Collected data entries
####

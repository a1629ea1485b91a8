//! Shared plumbing for calls to upstream HTTP services.
//!
//! Every provider adapter funnels its requests through [`send_with_retry`], which applies a
//! small bounded retry with exponential backoff on transport failures and on `429`/`5xx`
//! responses. Anything else is returned to the caller untouched.

use reqwest::{RequestBuilder, Response, StatusCode};
use std::time::Duration;

const BASE_BACKOFF: Duration = Duration::from_millis(250);

/// Retry budget applied to one logical upstream call.
#[derive(Debug, Clone, Copy)]
pub struct RetryPolicy {
    /// Attempts allowed after the first one.
    pub max_retries: u32,
    /// Delay before the first retry; doubled on each subsequent retry.
    pub base_delay: Duration,
}

impl RetryPolicy {
    /// Policy with the default backoff.
    pub const fn new(max_retries: u32) -> Self {
        Self {
            max_retries,
            base_delay: BASE_BACKOFF,
        }
    }

    /// Policy that never retries.
    pub const fn none() -> Self {
        Self::new(0)
    }

    fn delay_for(&self, attempt: u32) -> Duration {
        self.base_delay.saturating_mul(1u32 << attempt.min(8))
    }
}

impl Default for RetryPolicy {
    fn default() -> Self {
        Self::new(2)
    }
}

/// Send a request built by `build`, retrying transient failures according to `policy`.
///
/// `build` is invoked once per attempt because a `RequestBuilder` is consumed by `send`.
pub async fn send_with_retry<F>(
    policy: RetryPolicy,
    label: &'static str,
    build: F,
) -> Result<Response, reqwest::Error>
where
    F: Fn() -> RequestBuilder,
{
    let mut attempt = 0;
    loop {
        match build().send().await {
            Ok(response) if is_transient_status(response.status()) && attempt < policy.max_retries => {
                tracing::debug!(
                    upstream = label,
                    status = %response.status(),
                    attempt,
                    "Transient upstream status; retrying"
                );
            }
            Err(error) if is_transient_error(&error) && attempt < policy.max_retries => {
                tracing::debug!(
                    upstream = label,
                    error = %error,
                    attempt,
                    "Transient upstream error; retrying"
                );
            }
            outcome => return outcome,
        }
        tokio::time::sleep(policy.delay_for(attempt)).await;
        attempt += 1;
    }
}

fn is_transient_status(status: StatusCode) -> bool {
    status.is_server_error() || status == StatusCode::TOO_MANY_REQUESTS
}

fn is_transient_error(error: &reqwest::Error) -> bool {
    error.is_timeout() || error.is_connect() || error.is_request()
}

####

Copy each line above that contains the word "Duration".

use std::time::Duration;
const BASE_BACKOFF: Duration = Duration::from_millis(250);
    pub base_delay: Duration,
    fn delay_for(&self, attempt: u32) -> Duration {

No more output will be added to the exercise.